**Task instructions**
Across the entries that follow, tally every line holding the word "before" and reply with the count alone.

[Material for the task — start]

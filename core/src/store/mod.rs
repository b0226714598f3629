// covenant/src/store/mod.rs

//! Repository interfaces over the record store.
//!
//! Each entity gets its own trait so callers depend only on what they use, and
//! joined reads come back fully hydrated ([`OrderDetails`]) rather than relying
//! on the backend to populate references on demand.

pub mod memory;

use crate::error::CovenantResult;
use crate::models::{
  Item, NewItem, NewOrder, NewPaymentMethod, NewRegistration, Order, OrderDetails, OrderStatus, PaymentMethod,
  PaymentMethodPatch, Registration, RegistrationStatus,
};
use async_trait::async_trait;
use std::sync::Arc;
use uuid::Uuid;

pub use memory::MemoryStore;

#[async_trait]
pub trait RegistrationStore: Send + Sync {
  async fn create(&self, new: NewRegistration) -> CovenantResult<Registration>;

  async fn find_by_id(&self, id: Uuid) -> CovenantResult<Option<Registration>>;

  /// Exact match on the stored code. Callers normalize first.
  async fn find_by_code(&self, unique_code: &str) -> CovenantResult<Option<Registration>>;

  /// Newest first.
  async fn list(&self) -> CovenantResult<Vec<Registration>>;

  async fn update_status(&self, id: Uuid, status: RegistrationStatus) -> CovenantResult<Option<Registration>>;
}

#[async_trait]
pub trait ItemStore: Send + Sync {
  async fn create(&self, new: NewItem) -> CovenantResult<Item>;

  async fn find_by_id(&self, id: Uuid) -> CovenantResult<Option<Item>>;

  /// Newest first.
  async fn list(&self) -> CovenantResult<Vec<Item>>;

  /// Returns whether a record was removed.
  async fn delete(&self, id: Uuid) -> CovenantResult<bool>;
}

#[async_trait]
pub trait OrderStore: Send + Sync {
  /// Fails with `DuplicateIdentifier` when `order_number` is already taken.
  /// The existing order is left untouched.
  async fn create(&self, new: NewOrder) -> CovenantResult<Order>;

  /// The order carrying `order_number`, but only if it belongs to `registration_id`.
  async fn find_for_registrant(
    &self,
    registration_id: Uuid,
    order_number: &str,
  ) -> CovenantResult<Option<OrderDetails>>;

  /// Newest first.
  async fn list_details(&self) -> CovenantResult<Vec<OrderDetails>>;

  async fn update_status(&self, id: Uuid, status: OrderStatus) -> CovenantResult<Option<Order>>;
}

#[async_trait]
pub trait PaymentMethodStore: Send + Sync {
  async fn create(&self, new: NewPaymentMethod) -> CovenantResult<PaymentMethod>;

  async fn list_active(&self) -> CovenantResult<Vec<PaymentMethod>>;

  async fn list_all(&self) -> CovenantResult<Vec<PaymentMethod>>;

  async fn update(&self, id: Uuid, patch: PaymentMethodPatch) -> CovenantResult<Option<PaymentMethod>>;

  async fn delete(&self, id: Uuid) -> CovenantResult<bool>;
}

/// Handles to every repository, shared across requests.
#[derive(Clone)]
pub struct Stores {
  pub registrations: Arc<dyn RegistrationStore>,
  pub items: Arc<dyn ItemStore>,
  pub orders: Arc<dyn OrderStore>,
  pub payment_methods: Arc<dyn PaymentMethodStore>,
}

impl Stores {
  /// All four repositories served by one backend object.
  pub fn from_backend<B>(backend: Arc<B>) -> Self
  where
    B: RegistrationStore + ItemStore + OrderStore + PaymentMethodStore + 'static,
  {
    Stores {
      registrations: backend.clone(),
      items: backend.clone(),
      orders: backend.clone(),
      payment_methods: backend,
    }
  }

  pub fn in_memory() -> Self {
    Self::from_backend(Arc::new(MemoryStore::new()))
  }
}

impl std::fmt::Debug for Stores {
  fn fmt(&self, f: &mut std::fmt::Formatter<'_>) -> std::fmt::Result {
    f.debug_struct("Stores").finish_non_exhaustive()
  }
}
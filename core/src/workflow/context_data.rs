// covenant/src/workflow/context_data.rs

use parking_lot::{RwLock, RwLockReadGuard, RwLockWriteGuard};
use std::sync::Arc;

/// Shared, lockable state threaded through every step of a workflow run.
///
/// Guards are blocking and MUST be dropped before any `.await`.
#[derive(Debug)]
pub struct ContextData<T: Send + Sync + 'static>(Arc<RwLock<T>>);

impl<T: Send + Sync + 'static> ContextData<T> {
  pub fn new(data: T) -> Self {
    ContextData(Arc::new(RwLock::new(data)))
  }

  pub fn read(&self) -> RwLockReadGuard<'_, T> {
    self.0.read()
  }

  pub fn write(&self) -> RwLockWriteGuard<'_, T> {
    self.0.write()
  }
}

impl<T: Send + Sync + 'static> Clone for ContextData<T> {
  fn clone(&self) -> Self {
    ContextData(Arc::clone(&self.0))
  }
}

impl<T: Send + Sync + 'static + Default> Default for ContextData<T> {
  fn default() -> Self {
    Self::new(Default::default())
  }
}
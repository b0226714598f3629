// covenant_server/src/web/handlers/upload_handlers.rs

use actix_web::{http::header, web, HttpRequest, HttpResponse};
use futures_util::StreamExt;
use serde_json::json;
use tracing::{info, instrument, warn};
use uuid::Uuid;

use crate::errors::AppError;
use crate::state::AppState;

pub const MAX_UPLOAD_BYTES: usize = 10 * 1024 * 1024;

const UPLOAD_FOLDERS: &[&str] = &["members", "ids"];

fn extension_for(content_type: &str) -> Option<&'static str> {
  let essence = content_type.split(';').next().unwrap_or_default().trim();
  match essence.to_ascii_lowercase().as_str() {
    "image/jpeg" | "image/jpg" => Some("jpg"),
    "image/png" => Some("png"),
    "image/webp" => Some("webp"),
    "image/gif" => Some("gif"),
    _ => None,
  }
}

/// Stores one document image (the raw request body) and returns its public
/// URL, which the client then puts on the registration form.
#[instrument(name = "handler::upload", skip(app_state, req, payload))]
pub async fn upload_handler(
  app_state: web::Data<AppState>,
  req: HttpRequest,
  folder: web::Path<String>,
  mut payload: web::Payload,
) -> Result<HttpResponse, AppError> {
  let folder = folder.into_inner();
  if !UPLOAD_FOLDERS.contains(&folder.as_str()) {
    return Err(AppError::validation(format!("Unknown upload folder '{}'.", folder)));
  }

  let content_type = req
    .headers()
    .get(header::CONTENT_TYPE)
    .and_then(|value| value.to_str().ok())
    .unwrap_or_default();
  let Some(extension) = extension_for(content_type) else {
    warn!(%content_type, "Rejected upload with unsupported content type.");
    return Err(AppError::validation("Only JPEG, PNG, WebP or GIF images can be uploaded."));
  };

  let mut body = Vec::new();
  while let Some(chunk) = payload.next().await {
    let chunk = chunk.map_err(|err| {
      warn!(error = %err, "Upload body could not be read.");
      AppError::validation("Upload body could not be read.")
    })?;
    if body.len() + chunk.len() > MAX_UPLOAD_BYTES {
      warn!(limit = MAX_UPLOAD_BYTES, "Rejected oversized upload.");
      return Err(AppError::validation("File must be 10 MB or smaller."));
    }
    body.extend_from_slice(&chunk);
  }
  if body.is_empty() {
    return Err(AppError::validation("Upload body is empty."));
  }

  let path = format!("{}/{}.{}", folder, Uuid::new_v4(), extension);
  let size = body.len();
  let url = app_state.storage.upload(body, &path).await?;
  info!(%path, size, "Document uploaded.");
  Ok(HttpResponse::Created().json(json!({ "url": url })))
}

fn content_type_for(extension: &str) -> Option<&'static str> {
  match extension {
    "jpg" => Some("image/jpeg"),
    "png" => Some("image/png"),
    "webp" => Some("image/webp"),
    "gif" => Some("image/gif"),
    _ => None,
  }
}

/// Serves a previously uploaded document from the upload directory.
#[instrument(name = "handler::serve_upload", skip(app_state))]
pub async fn serve_upload_handler(
  app_state: web::Data<AppState>,
  path: web::Path<(String, String)>,
) -> Result<HttpResponse, AppError> {
  let (folder, file_name) = path.into_inner();
  let not_found = || AppError::not_found("File not found.");

  if !UPLOAD_FOLDERS.contains(&folder.as_str()) || file_name.contains(&['/', '\\'][..]) || file_name.starts_with('.') {
    return Err(not_found());
  }
  let content_type = file_name
    .rsplit_once('.')
    .and_then(|(_, extension)| content_type_for(extension))
    .ok_or_else(not_found)?;

  let target = app_state.config.upload_dir.join(&folder).join(&file_name);
  match tokio::fs::read(&target).await {
    Ok(bytes) => Ok(HttpResponse::Ok().content_type(content_type).body(bytes)),
    Err(err) if err.kind() == std::io::ErrorKind::NotFound => Err(not_found()),
    Err(err) => Err(AppError::Domain(covenant::CovenantError::upstream(err))),
  }
}
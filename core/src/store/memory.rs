// covenant/src/store/memory.rs

//! In-process record store. Used when no database is configured and by tests.

use super::{ItemStore, OrderStore, PaymentMethodStore, RegistrationStore};
use crate::error::{CovenantError, CovenantResult};
use crate::models::{
  Item, ItemSummary, NewItem, NewOrder, NewPaymentMethod, NewRegistration, Order, OrderDetails, OrderStatus,
  PaymentMethod, PaymentMethodPatch, RegistrantSummary, Registration, RegistrationStatus,
};
use async_trait::async_trait;
use chrono::Utc;
use parking_lot::RwLock;
use tracing::{debug, instrument, warn};
use uuid::Uuid;

#[derive(Default)]
struct Tables {
  // Insertion order; listings walk these backwards for newest-first.
  registrations: Vec<Registration>,
  items: Vec<Item>,
  orders: Vec<Order>,
  payment_methods: Vec<PaymentMethod>,
}

impl Tables {
  fn hydrate(&self, order: &Order) -> CovenantResult<OrderDetails> {
    let registrant = self
      .registrations
      .iter()
      .find(|r| r.id == order.registration_id)
      .map(RegistrantSummary::from)
      .ok_or_else(|| {
        CovenantError::Internal(format!(
          "Order {} references missing registration {}",
          order.order_number, order.registration_id
        ))
      })?;
    let item = self.items.iter().find(|i| i.id == order.item_id).map(ItemSummary::from);
    Ok(OrderDetails {
      order: order.clone(),
      registrant,
      item,
    })
  }
}

/// A single lock guards all tables, so multi-table checks (order creation)
/// see a consistent snapshot.
#[derive(Default)]
pub struct MemoryStore {
  tables: RwLock<Tables>,
}

impl MemoryStore {
  pub fn new() -> Self {
    Self::default()
  }
}

#[async_trait]
impl RegistrationStore for MemoryStore {
  #[instrument(name = "memory_store::create_registration", skip_all, fields(unique_code = %new.unique_code))]
  async fn create(&self, new: NewRegistration) -> CovenantResult<Registration> {
    let record = new.into_record(Uuid::new_v4(), Utc::now());
    self.tables.write().registrations.push(record.clone());
    debug!(registration_id = %record.id, "Registration stored.");
    Ok(record)
  }

  async fn find_by_id(&self, id: Uuid) -> CovenantResult<Option<Registration>> {
    Ok(self.tables.read().registrations.iter().find(|r| r.id == id).cloned())
  }

  async fn find_by_code(&self, unique_code: &str) -> CovenantResult<Option<Registration>> {
    Ok(
      self
        .tables
        .read()
        .registrations
        .iter()
        .find(|r| r.unique_code == unique_code)
        .cloned(),
    )
  }

  async fn list(&self) -> CovenantResult<Vec<Registration>> {
    Ok(self.tables.read().registrations.iter().rev().cloned().collect())
  }

  async fn update_status(&self, id: Uuid, status: RegistrationStatus) -> CovenantResult<Option<Registration>> {
    let mut tables = self.tables.write();
    Ok(tables.registrations.iter_mut().find(|r| r.id == id).map(|r| {
      r.status = status;
      r.clone()
    }))
  }
}

#[async_trait]
impl ItemStore for MemoryStore {
  async fn create(&self, new: NewItem) -> CovenantResult<Item> {
    let record = new.into_record(Uuid::new_v4(), Utc::now());
    self.tables.write().items.push(record.clone());
    Ok(record)
  }

  async fn find_by_id(&self, id: Uuid) -> CovenantResult<Option<Item>> {
    Ok(self.tables.read().items.iter().find(|i| i.id == id).cloned())
  }

  async fn list(&self) -> CovenantResult<Vec<Item>> {
    Ok(self.tables.read().items.iter().rev().cloned().collect())
  }

  async fn delete(&self, id: Uuid) -> CovenantResult<bool> {
    let mut tables = self.tables.write();
    let before = tables.items.len();
    tables.items.retain(|i| i.id != id);
    Ok(tables.items.len() != before)
  }
}

#[async_trait]
impl OrderStore for MemoryStore {
  #[instrument(name = "memory_store::create_order", skip_all, fields(order_number = %new.order_number))]
  async fn create(&self, new: NewOrder) -> CovenantResult<Order> {
    let mut tables = self.tables.write();
    if tables.orders.iter().any(|o| o.order_number == new.order_number) {
      warn!("Order number already taken.");
      return Err(CovenantError::DuplicateIdentifier {
        field: "order_number".to_string(),
        value: new.order_number,
      });
    }
    let record = new.into_record(Uuid::new_v4(), Utc::now());
    tables.orders.push(record.clone());
    Ok(record)
  }

  async fn find_for_registrant(
    &self,
    registration_id: Uuid,
    order_number: &str,
  ) -> CovenantResult<Option<OrderDetails>> {
    let tables = self.tables.read();
    tables
      .orders
      .iter()
      .find(|o| o.order_number == order_number && o.registration_id == registration_id)
      .map(|o| tables.hydrate(o))
      .transpose()
  }

  async fn list_details(&self) -> CovenantResult<Vec<OrderDetails>> {
    let tables = self.tables.read();
    tables.orders.iter().rev().map(|o| tables.hydrate(o)).collect()
  }

  async fn update_status(&self, id: Uuid, status: OrderStatus) -> CovenantResult<Option<Order>> {
    let mut tables = self.tables.write();
    Ok(tables.orders.iter_mut().find(|o| o.id == id).map(|o| {
      o.status = status;
      o.clone()
    }))
  }
}

#[async_trait]
impl PaymentMethodStore for MemoryStore {
  async fn create(&self, new: NewPaymentMethod) -> CovenantResult<PaymentMethod> {
    let record = new.into_record(Uuid::new_v4(), Utc::now());
    self.tables.write().payment_methods.push(record.clone());
    Ok(record)
  }

  async fn list_active(&self) -> CovenantResult<Vec<PaymentMethod>> {
    Ok(
      self
        .tables
        .read()
        .payment_methods
        .iter()
        .filter(|m| m.is_active)
        .cloned()
        .collect(),
    )
  }

  async fn list_all(&self) -> CovenantResult<Vec<PaymentMethod>> {
    Ok(self.tables.read().payment_methods.clone())
  }

  async fn update(&self, id: Uuid, patch: PaymentMethodPatch) -> CovenantResult<Option<PaymentMethod>> {
    let mut tables = self.tables.write();
    Ok(tables.payment_methods.iter_mut().find(|m| m.id == id).map(|m| {
      patch.apply(m);
      m.clone()
    }))
  }

  async fn delete(&self, id: Uuid) -> CovenantResult<bool> {
    let mut tables = self.tables.write();
    let before = tables.payment_methods.len();
    tables.payment_methods.retain(|m| m.id != id);
    Ok(tables.payment_methods.len() != before)
  }
}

[Material for the task — finish]

**Output**
5